# [Problem description]
Below are the entries; count the lines in them that contain the word "bail" and give only the number.

Saved entries:
□ □ □
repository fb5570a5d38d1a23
pub mod args;
pub mod handlers;
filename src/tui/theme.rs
use ratatui::style::{Color, Modifier, Style};

// Night palette: deep indigo background with violet and sky accents
pub const BG: Color = Color::Rgb(26, 31, 44);
pub const SURFACE: Color = Color::Rgb(36, 40, 58);
pub const BORDER: Color = Color::Rgb(64, 60, 96);
pub const TEXT: Color = Color::Rgb(232, 230, 244);
pub const TEXT_DIM: Color = Color::Rgb(140, 138, 168);
pub const VIOLET: Color = Color::Rgb(139, 92, 246);
pub const SKY: Color = Color::Rgb(14, 165, 233);
pub const GREEN: Color = Color::Rgb(110, 190, 120);
pub const AMBER: Color = Color::Rgb(232, 170, 70);
pub const RED: Color = Color::Rgb(220, 90, 80);

pub fn base() -> Style {
    Style::default().fg(TEXT).bg(BG)
}

pub fn dim() -> Style {
    Style::default().fg(TEXT_DIM)
}

/// Accent used for titles and the next prayer.
pub fn accent() -> Style {
    Style::default().fg(VIOLET)
}

pub fn sky() -> Style {
    Style::default().fg(SKY)
}

pub fn green() -> Style {
    Style::default().fg(GREEN)
}

pub fn amber() -> Style {
    Style::default().fg(AMBER)
}

pub fn red() -> Style {
    Style::default().fg(RED)
}

pub fn bold() -> Style {
    Style::default().fg(TEXT).add_modifier(Modifier::BOLD)
}

pub fn surface() -> Style {
    Style::default().fg(TEXT).bg(SURFACE)
}
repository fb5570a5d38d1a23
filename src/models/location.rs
use serde::{Deserialize, Serialize};

#[derive(Debug, Clone, PartialEq, Serialize, Deserialize)]
pub struct City {
    pub name: String,
    pub country: String,
    pub latitude: f64,
    pub longitude: f64,
    /// Minutes east of UTC.
    pub timezone_offset: i32,
}

/// Fixed offset for `minutes` east of UTC.
pub fn utc_offset(minutes: i32) -> anyhow::Result<chrono::FixedOffset> {
    minutes
        .checked_mul(60)
        .and_then(chrono::FixedOffset::east_opt)
        .ok_or_else(|| anyhow::anyhow!("Invalid timezone offset: {}", minutes))
}

/// Latitude in [-90, 90], longitude in [-180, 180].
pub fn validate_coordinates(lat: f64, lng: f64) -> anyhow::Result<()> {
    if !(-90.0..=90.0).contains(&lat) {
        anyhow::bail!("Latitude {} out of range (-90 to 90)", lat);
    }
    if !(-180.0..=180.0).contains(&lng) {
        anyhow::bail!("Longitude {} out of range (-180 to 180)", lng);
    }
    Ok(())
}

impl City {
    pub fn label(&self) -> String {
        if self.country.is_empty() {
            self.name.clone()
        } else {
            format!("{}, {}", self.name, self.country)
        }
    }
}

/// A bookmarked city.
#[derive(Debug, Clone, PartialEq, Serialize, Deserialize)]
pub struct SavedLocation {
    pub id: i64,
    pub city: City,
    pub created_at: String,
}
use chrono::{Duration, NaiveDate, NaiveDateTime, NaiveTime, Timelike};
use proptest::prelude::*;

use vakit::models::{DailySchedule, PrayerName, PrayerSlot};
use vakit::schedule::{
    RestrictedWindow, TickEngine, WindowStates, evaluate_windows, remaining_time, resolve_schedule,
    target_instant,
};

fn fixture() -> DailySchedule {
    DailySchedule::from_provider(&[
        ("Fajr", "05:57"),
        ("Sunrise", "07:37"),
        ("Dhuhr", "12:39"),
        ("Asr", "15:04"),
        ("Maghrib", "17:32"),
        ("Isha", "19:00"),
    ])
    .unwrap()
}

fn day() -> NaiveDate {
    NaiveDate::from_ymd_opt(2025, 1, 14).unwrap()
}

fn at(h: u32, m: u32, s: u32) -> NaiveDateTime {
    day().and_hms_opt(h, m, s).unwrap()
}

fn hm(minutes: u32) -> NaiveTime {
    NaiveTime::from_hms_opt(minutes / 60, minutes % 60, 0).unwrap()
}

fn slots_from_minutes(minutes: &[u32]) -> Vec<PrayerSlot> {
    PrayerName::ALL
        .iter()
        .zip(minutes)
        .map(|(name, m)| PrayerSlot::new(*name, hm(*m)))
        .collect()
}

/// Any six strictly increasing minute-of-day values.
fn any_slots() -> impl Strategy<Value = Vec<PrayerSlot>> {
    proptest::collection::btree_set(0u32..1440, 6).prop_map(|set| {
        let minutes: Vec<u32> = set.into_iter().collect();
        slots_from_minutes(&minutes)
    })
}

/// Plausible days where every restricted window stays inside one calendar day.
fn realistic_slots() -> impl Strategy<Value = Vec<PrayerSlot>> {
    (240u32..360, 60u32..120, 720u32..780, 150u32..200, 120u32..180, 60u32..100).prop_map(
        |(fajr, to_sunrise, dhuhr, to_asr, to_maghrib, to_isha)| {
            let sunrise = fajr + to_sunrise;
            let asr = dhuhr + to_asr;
            let maghrib = asr + to_maghrib;
            slots_from_minutes(&[fajr, sunrise, dhuhr, asr, maghrib, maghrib + to_isha])
        },
    )
}

fn any_time() -> impl Strategy<Value = NaiveTime> {
    (0u32..86_400).prop_map(|s| NaiveTime::from_num_seconds_from_midnight_opt(s, 0).unwrap())
}

proptest! {
    #[test]
    fn current_brackets_now(slots in any_slots(), now in any_time()) {
        let state = resolve_schedule(&slots, now).unwrap();
        prop_assert_eq!(state.next_index, (state.current_index + 1) % 6);

        let now_min = now.hour() * 60 + now.minute();
        let mins: Vec<u32> = slots.iter().map(|s| s.minutes_since_midnight()).collect();
        if state.current_index == 5 {
            prop_assert!(now_min >= mins[5] || now_min < mins[0]);
        } else {
            prop_assert!(mins[state.current_index] <= now_min);
            prop_assert!(now_min < mins[state.current_index + 1]);
        }
    }

    #[test]
    fn resolving_twice_agrees(slots in any_slots(), now in any_time()) {
        let first = resolve_schedule(&slots, now).unwrap();
        let second = resolve_schedule(&slots, now).unwrap();
        prop_assert_eq!(first, second);
    }

    #[test]
    fn countdown_ticks_down_by_one_second(
        slots in any_slots(),
        idx in 0usize..6,
        secs in 0u32..86_400,
    ) {
        let next = slots[idx];
        let now = day().and_time(NaiveTime::from_num_seconds_from_midnight_opt(secs, 0).unwrap());
        let left = remaining_time(now, &next).unwrap();
        let later = remaining_time(now + Duration::seconds(1), &next).unwrap();

        prop_assert!(left > Duration::zero() && left <= Duration::hours(24));
        if left > Duration::seconds(1) {
            prop_assert_eq!(later, left - Duration::seconds(1));
        } else {
            prop_assert_eq!(later, Duration::hours(24));
        }
    }
}

proptest! {
    #![proptest_config(ProptestConfig::with_cases(24))]

    #[test]
    fn each_window_fires_once_per_sweep(slots in realistic_slots()) {
        let mut state = WindowStates::default();
        let mut fired = [0usize; 3];
        for s in 0..86_400u32 {
            let now = NaiveTime::from_num_seconds_from_midnight_opt(s, 0).unwrap();
            let eval = evaluate_windows(now, &slots, state);
            for advisory in &eval.advisories {
                prop_assert!(advisory.window.contains(&slots, now));
                fired[advisory.window.index()] += 1;
            }
            state = eval.state;
        }
        prop_assert_eq!(fired, [1, 1, 1]);
        prop_assert!(state.iter().all(|w| !w.has_fired));
    }

    #[test]
    fn nothing_fires_outside_windows(slots in realistic_slots()) {
        let mut state = WindowStates::default();
        for m in (0..1440u32).step_by(7) {
            let now = hm(m);
            if RestrictedWindow::ALL.iter().any(|w| w.contains(&slots, now)) {
                continue;
            }
            let eval = evaluate_windows(now, &slots, state);
            prop_assert!(eval.advisories.is_empty(), "fired at {}", now);
            state = eval.state;
        }
    }
}

#[test]
fn early_morning_after_fajr() {
    let schedule = fixture();
    let now = at(6, 10, 0);
    let state = resolve_schedule(schedule.slots(), now.time()).unwrap();
    assert_eq!(state.current(), PrayerName::Fajr);
    assert_eq!(state.next(), PrayerName::Sunrise);
    let left = remaining_time(now, schedule.slot(state.next())).unwrap();
    assert_eq!(vakit::utils::format::format_countdown(left), "01:27:00");
}

#[test]
fn evening_targets_tomorrows_fajr() {
    let schedule = fixture();
    let now = at(19, 30, 0);
    let state = resolve_schedule(schedule.slots(), now.time()).unwrap();
    assert_eq!(state.current(), PrayerName::Isha);
    assert_eq!(state.next(), PrayerName::Fajr);
    let target = target_instant(now, schedule.slot(PrayerName::Fajr));
    assert_eq!(target, day().succ_opt().unwrap().and_hms_opt(5, 57, 0).unwrap());
}

#[test]
fn pre_maghrib_window_edges() {
    let schedule = fixture();
    let inside = evaluate_windows(hm(16 * 60 + 50), schedule.slots(), WindowStates::default());
    assert_eq!(inside.advisories.len(), 1);
    assert_eq!(inside.advisories[0].window, RestrictedWindow::PreMaghrib);

    let before = evaluate_windows(hm(16 * 60 + 40), schedule.slots(), WindowStates::default());
    assert!(before.advisories.is_empty());
}

#[test]
fn post_sunrise_closed_and_rearmed() {
    let schedule = fixture();
    let mut state = WindowStates::default();
    state[RestrictedWindow::PostSunrise.index()].has_fired = true;
    let eval = evaluate_windows(hm(8 * 60 + 25), schedule.slots(), state);
    assert!(eval.advisories.is_empty());
    assert!(!eval.state[RestrictedWindow::PostSunrise.index()].has_fired);
}

#[test]
fn engine_runs_a_full_day() {
    let mut engine = TickEngine::new();
    engine.set_schedule(fixture().slots().to_vec()).unwrap();

    let mut raised = 0;
    let mut now = at(0, 0, 0);
    while now < at(23, 59, 0) {
        let out = engine.tick(now);
        let display = out.display.expect("display while a schedule is set");
        assert_eq!(display.next_index, (display.current_index + 1) % 6);
        raised += out.raised.len();
        now += Duration::seconds(20);
    }
    assert_eq!(raised, 3);
    assert!(engine.notices().is_empty());
}
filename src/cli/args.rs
use clap::{Parser, Subcommand};

use crate::utils::export::{ExportFormat, TimeRange};

#[derive(Parser, Debug)]
#[command(name = "vakit", version, about = "Prayer times, countdown and Qibla in your terminal")]
pub struct Cli {
    #[command(subcommand)]
    pub command: Option<Commands>,
}

#[derive(Subcommand, Debug)]
pub enum Commands {
    /// Show today's prayer times and countdown to the next prayer
    Times,
    /// Show the Qibla bearing for the active location or given coordinates
    Qibla {
        #[arg(long, requires = "lng", allow_hyphen_values = true)]
        lat: Option<f64>,
        #[arg(long, requires = "lat", allow_hyphen_values = true)]
        lng: Option<f64>,
    },
    /// Manage saved locations
    Locations {
        #[command(subcommand)]
        action: LocationCommands,
    },
    /// Export prayer times for the coming days
    Export {
        #[arg(long, value_enum, default_value = "weekly")]
        range: TimeRange,
        #[arg(long, value_enum, default_value = "csv")]
        format: ExportFormat,
        /// Write to a file instead of stdout
        #[arg(long, short)]
        output: Option<std::path::PathBuf>,
    },
}

#[derive(Subcommand, Debug)]
pub enum LocationCommands {
    /// List saved locations
    List,
    /// Save a location
    Add {
        /// City name
        name: String,
        #[arg(long, allow_hyphen_values = true)]
        lat: f64,
        #[arg(long, allow_hyphen_values = true)]
        lng: f64,
        #[arg(long, default_value = "")]
        country: String,
        /// UTC offset, e.g. "+3", "5:30", "-4"; defaults to the active location's
        #[arg(long, allow_hyphen_values = true)]
        tz: Option<String>,
    },
    /// Remove a saved location
    Remove {
        id: i64,
    },
    /// Make a saved location the active one
    Use {
        id: i64,
    },
}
□ □ □
# [Exercise solution]
2